Collected data

#####

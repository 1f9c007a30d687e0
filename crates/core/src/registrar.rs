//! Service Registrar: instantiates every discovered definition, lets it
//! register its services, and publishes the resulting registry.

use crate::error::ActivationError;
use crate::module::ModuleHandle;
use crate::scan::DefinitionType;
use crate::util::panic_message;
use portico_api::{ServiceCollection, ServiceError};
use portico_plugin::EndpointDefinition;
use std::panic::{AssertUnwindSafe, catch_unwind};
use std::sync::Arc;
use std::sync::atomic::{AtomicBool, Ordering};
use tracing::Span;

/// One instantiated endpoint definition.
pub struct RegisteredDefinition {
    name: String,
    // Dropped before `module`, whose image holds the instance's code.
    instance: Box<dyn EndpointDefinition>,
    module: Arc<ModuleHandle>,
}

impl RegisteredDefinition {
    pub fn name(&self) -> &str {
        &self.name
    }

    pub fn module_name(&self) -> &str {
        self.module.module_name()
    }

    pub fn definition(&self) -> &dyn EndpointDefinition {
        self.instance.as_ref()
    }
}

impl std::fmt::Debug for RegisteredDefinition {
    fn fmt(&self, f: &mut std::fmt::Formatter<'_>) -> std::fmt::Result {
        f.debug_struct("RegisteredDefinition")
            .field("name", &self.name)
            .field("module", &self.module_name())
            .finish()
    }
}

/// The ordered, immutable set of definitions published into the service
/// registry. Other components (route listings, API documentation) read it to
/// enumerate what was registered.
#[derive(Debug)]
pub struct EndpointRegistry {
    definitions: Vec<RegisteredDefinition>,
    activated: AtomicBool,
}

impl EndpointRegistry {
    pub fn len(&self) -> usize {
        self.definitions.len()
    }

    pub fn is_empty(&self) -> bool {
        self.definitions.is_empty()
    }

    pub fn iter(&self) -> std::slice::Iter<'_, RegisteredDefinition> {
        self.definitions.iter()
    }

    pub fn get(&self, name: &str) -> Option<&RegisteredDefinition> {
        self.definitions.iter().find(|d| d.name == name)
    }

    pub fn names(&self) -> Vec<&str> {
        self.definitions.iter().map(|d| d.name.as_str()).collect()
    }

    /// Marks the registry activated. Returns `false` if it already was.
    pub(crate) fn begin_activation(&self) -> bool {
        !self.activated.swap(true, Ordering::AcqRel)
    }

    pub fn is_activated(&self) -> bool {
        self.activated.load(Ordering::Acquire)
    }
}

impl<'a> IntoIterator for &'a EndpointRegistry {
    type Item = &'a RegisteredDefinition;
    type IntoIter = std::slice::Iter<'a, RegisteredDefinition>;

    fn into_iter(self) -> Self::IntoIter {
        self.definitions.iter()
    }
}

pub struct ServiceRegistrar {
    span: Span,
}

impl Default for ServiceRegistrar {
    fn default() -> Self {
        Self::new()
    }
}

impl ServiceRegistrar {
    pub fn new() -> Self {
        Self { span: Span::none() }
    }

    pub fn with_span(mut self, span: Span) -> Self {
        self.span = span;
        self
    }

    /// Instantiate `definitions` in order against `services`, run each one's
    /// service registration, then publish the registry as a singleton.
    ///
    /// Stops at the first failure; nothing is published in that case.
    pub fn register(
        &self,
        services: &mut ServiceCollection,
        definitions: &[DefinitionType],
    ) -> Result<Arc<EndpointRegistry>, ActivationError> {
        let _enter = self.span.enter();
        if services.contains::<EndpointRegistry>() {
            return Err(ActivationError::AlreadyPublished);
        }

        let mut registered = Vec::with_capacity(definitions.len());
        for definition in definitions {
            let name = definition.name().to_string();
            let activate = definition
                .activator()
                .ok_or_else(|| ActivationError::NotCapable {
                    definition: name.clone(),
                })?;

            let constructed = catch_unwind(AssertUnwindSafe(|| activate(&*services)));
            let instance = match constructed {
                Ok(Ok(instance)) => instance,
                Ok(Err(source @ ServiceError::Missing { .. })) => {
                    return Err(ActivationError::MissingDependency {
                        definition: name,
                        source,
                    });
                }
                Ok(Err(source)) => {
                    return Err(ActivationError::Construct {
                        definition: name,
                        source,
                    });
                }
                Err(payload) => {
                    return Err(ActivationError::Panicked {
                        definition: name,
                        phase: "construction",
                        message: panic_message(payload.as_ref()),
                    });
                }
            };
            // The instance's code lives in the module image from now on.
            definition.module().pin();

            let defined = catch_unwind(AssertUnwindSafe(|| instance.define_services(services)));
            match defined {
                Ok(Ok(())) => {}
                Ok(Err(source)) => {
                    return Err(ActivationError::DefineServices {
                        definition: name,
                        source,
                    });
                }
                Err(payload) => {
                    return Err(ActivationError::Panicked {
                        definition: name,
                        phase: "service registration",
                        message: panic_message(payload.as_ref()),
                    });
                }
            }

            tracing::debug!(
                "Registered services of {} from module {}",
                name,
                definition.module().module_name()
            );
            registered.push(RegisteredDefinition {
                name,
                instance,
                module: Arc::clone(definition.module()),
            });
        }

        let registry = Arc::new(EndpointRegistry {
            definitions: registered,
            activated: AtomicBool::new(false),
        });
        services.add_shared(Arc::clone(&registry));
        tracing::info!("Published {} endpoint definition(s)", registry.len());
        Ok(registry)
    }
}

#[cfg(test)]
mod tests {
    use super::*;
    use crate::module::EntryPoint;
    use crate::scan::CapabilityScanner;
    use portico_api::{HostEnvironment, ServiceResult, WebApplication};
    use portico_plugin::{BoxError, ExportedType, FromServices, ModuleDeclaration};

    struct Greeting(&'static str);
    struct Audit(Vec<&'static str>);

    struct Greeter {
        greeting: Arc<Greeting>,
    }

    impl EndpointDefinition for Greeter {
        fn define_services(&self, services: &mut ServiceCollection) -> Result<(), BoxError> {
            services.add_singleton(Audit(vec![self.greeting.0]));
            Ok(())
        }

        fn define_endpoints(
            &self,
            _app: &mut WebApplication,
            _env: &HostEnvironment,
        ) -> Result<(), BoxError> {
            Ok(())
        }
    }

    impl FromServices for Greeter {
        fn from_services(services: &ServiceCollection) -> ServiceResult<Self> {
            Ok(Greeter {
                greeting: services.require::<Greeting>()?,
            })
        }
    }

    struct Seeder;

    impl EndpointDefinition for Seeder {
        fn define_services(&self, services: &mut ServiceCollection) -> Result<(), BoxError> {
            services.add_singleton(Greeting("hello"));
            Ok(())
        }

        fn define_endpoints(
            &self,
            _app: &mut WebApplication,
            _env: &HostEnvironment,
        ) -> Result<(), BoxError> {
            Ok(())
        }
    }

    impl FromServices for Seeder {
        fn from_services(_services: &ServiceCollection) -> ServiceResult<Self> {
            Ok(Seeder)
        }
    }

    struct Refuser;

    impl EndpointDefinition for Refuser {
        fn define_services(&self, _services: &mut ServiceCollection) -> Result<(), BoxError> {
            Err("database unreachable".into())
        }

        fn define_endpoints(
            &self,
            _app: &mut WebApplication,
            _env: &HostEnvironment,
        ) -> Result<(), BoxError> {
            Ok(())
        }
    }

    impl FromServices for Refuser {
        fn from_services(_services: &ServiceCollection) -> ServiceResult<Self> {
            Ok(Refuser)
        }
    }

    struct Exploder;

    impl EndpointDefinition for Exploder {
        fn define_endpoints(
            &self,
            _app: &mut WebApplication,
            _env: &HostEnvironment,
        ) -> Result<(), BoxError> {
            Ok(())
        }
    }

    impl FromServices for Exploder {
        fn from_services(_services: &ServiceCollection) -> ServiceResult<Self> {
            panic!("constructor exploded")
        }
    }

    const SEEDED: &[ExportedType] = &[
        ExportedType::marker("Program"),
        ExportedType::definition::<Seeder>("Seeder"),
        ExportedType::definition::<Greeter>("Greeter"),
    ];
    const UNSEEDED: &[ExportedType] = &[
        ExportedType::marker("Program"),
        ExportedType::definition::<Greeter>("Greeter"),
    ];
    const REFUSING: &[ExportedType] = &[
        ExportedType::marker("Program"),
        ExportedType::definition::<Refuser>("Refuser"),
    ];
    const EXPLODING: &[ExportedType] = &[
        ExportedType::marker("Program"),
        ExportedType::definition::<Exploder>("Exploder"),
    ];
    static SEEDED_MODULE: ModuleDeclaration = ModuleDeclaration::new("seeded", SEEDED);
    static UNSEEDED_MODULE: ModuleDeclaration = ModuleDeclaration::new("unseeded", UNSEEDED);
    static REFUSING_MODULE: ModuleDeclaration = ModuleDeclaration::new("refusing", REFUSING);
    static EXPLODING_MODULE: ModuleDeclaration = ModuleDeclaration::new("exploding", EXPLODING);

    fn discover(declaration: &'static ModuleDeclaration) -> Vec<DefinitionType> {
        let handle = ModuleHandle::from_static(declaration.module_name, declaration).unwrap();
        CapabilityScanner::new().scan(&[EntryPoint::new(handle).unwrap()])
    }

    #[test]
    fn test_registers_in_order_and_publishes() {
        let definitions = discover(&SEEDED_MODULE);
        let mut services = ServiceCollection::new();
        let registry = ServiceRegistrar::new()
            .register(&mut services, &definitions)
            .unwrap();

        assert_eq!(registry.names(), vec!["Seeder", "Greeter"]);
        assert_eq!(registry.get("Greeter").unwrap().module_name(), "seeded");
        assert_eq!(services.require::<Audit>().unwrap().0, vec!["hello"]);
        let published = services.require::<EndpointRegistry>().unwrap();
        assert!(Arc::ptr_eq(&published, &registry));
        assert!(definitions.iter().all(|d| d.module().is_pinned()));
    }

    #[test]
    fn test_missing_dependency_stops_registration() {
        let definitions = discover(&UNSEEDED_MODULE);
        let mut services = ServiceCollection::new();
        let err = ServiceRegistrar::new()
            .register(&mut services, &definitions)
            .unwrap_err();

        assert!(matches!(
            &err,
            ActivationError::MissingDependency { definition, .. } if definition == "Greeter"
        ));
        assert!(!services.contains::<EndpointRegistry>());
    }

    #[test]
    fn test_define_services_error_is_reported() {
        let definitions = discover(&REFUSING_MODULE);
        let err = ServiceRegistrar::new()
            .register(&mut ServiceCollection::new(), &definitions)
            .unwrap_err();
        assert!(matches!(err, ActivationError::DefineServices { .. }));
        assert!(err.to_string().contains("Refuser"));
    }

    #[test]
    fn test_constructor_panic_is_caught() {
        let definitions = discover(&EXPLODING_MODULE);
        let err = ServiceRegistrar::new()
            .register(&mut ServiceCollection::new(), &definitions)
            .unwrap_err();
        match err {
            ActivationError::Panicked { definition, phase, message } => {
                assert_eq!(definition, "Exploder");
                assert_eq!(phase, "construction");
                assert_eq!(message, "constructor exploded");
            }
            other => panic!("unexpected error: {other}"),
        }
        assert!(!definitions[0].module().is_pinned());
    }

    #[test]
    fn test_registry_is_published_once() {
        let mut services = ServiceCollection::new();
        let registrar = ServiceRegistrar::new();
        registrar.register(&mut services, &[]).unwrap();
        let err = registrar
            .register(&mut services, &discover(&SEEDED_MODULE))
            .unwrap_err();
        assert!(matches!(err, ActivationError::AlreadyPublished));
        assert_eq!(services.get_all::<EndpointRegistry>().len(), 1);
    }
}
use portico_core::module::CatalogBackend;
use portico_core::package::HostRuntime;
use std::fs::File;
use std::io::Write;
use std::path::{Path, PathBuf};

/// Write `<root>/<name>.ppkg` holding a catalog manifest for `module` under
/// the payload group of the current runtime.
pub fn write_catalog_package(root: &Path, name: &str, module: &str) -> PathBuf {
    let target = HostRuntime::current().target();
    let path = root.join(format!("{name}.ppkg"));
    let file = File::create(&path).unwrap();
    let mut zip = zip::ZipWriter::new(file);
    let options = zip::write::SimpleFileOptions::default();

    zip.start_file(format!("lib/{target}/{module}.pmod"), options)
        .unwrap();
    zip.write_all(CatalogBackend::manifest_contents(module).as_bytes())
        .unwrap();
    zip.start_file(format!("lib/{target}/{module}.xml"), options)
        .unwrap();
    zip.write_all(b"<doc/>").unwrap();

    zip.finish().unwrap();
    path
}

#####

The task - Which lines belong in the answer? Exactly those from the first line of the entries through the line holding "into the service", inclusive, copied unchanged.

Written solution -
repository 1f9c007a30d687e0
filename crates/core/src/registrar.rs
//! Service Registrar: instantiates every discovered definition, lets it
//! register its services, and publishes the resulting registry.

use crate::error::ActivationError;
use crate::module::ModuleHandle;
use crate::scan::DefinitionType;
use crate::util::panic_message;
use portico_api::{ServiceCollection, ServiceError};
use portico_plugin::EndpointDefinition;
use std::panic::{AssertUnwindSafe, catch_unwind};
use std::sync::Arc;
use std::sync::atomic::{AtomicBool, Ordering};
use tracing::Span;

/// One instantiated endpoint definition.
pub struct RegisteredDefinition {
    name: String,
    // Dropped before `module`, whose image holds the instance's code.
    instance: Box<dyn EndpointDefinition>,
    module: Arc<ModuleHandle>,
}

impl RegisteredDefinition {
    pub fn name(&self) -> &str {
        &self.name
    }

    pub fn module_name(&self) -> &str {
        self.module.module_name()
    }

    pub fn definition(&self) -> &dyn EndpointDefinition {
        self.instance.as_ref()
    }
}

impl std::fmt::Debug for RegisteredDefinition {
    fn fmt(&self, f: &mut std::fmt::Formatter<'_>) -> std::fmt::Result {
        f.debug_struct("RegisteredDefinition")
            .field("name", &self.name)
            .field("module", &self.module_name())
            .finish()
    }
}

/// The ordered, immutable set of definitions published into the service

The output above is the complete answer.